→ **Problem details**: Search the records below for the word "batch". Pull out each line that has it.

→ **Information shown**:
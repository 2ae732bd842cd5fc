//! Merge many saved cooccurrence matrices into one
//!
//! Labels are matched by name, so the inputs may come from different corpora or different
//! vocabularies.

// argument parsing
use clap::Parser;
// logging
#[macro_use]
extern crate log;
use rayon::prelude::*;
// lastly, this library
use collocate::errors::*;
use collocate::{numpy, LabeledMatrix};
use std::path::PathBuf;

#[derive(Parser)]
#[command(version, about = "Merge saved cooccurrence matrices")]
struct Cli {
    /// How many matrices to read at once
    #[arg(long, default_value_t = 64)]
    batch: usize,

    /// Also export the sum as <output>.npy with .rows and .cols label files
    #[arg(long)]
    numpy: bool,

    /// File in which to store the resulting matrix
    output: PathBuf,

    /// Files containing matrices to add
    #[arg(required = true)]
    addends: Vec<PathBuf>,
}

pub fn main() {
    // Main can't return a Result, and the ? operator needs the enclosing function to return Result
    inner_main().expect("Could not recover. Exiting.");
}
pub fn inner_main() -> Result<()> {
    env_logger::init();
    let args = Cli::parse();
    let mut mats = args.addends.clone();
    mats.sort();
    info!("{} files, output goes to {}", mats.len(), args.output.display());

    let mut accum = LabeledMatrix::<u64>::empty();
    // Only a batch of matrices is in memory at a time
    for names in mats.chunks(args.batch.max(1)) {
        info!("Working on {:?}", names);
        let batch = names
            .par_iter()
            .map(|name| {
                LabeledMatrix::<u64>::load(name).map_err(|err| {
                    Error::Other(format!("Failed to open matrix {}: {}", name.display(), err))
                })
            })
            .try_reduce(LabeledMatrix::empty, |lmat, rmat| Ok(lmat.merge(&rmat)))?;
        accum = accum.merge(&batch);
    }

    let (h, w) = accum.shape();
    accum.save(&args.output)?;
    if args.numpy {
        numpy::export(&accum, &args.output)?;
    }
    info!("Saved the {}x{} sum ({} cells) to {}", h, w, accum.nnz(), args.output.display());
    Ok(())
}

→ **Task solution**:
    batch: usize,
    // Only a batch of matrices is in memory at a time
    for names in mats.chunks(args.batch.max(1)) {
        let batch = names
        accum = accum.merge(&batch);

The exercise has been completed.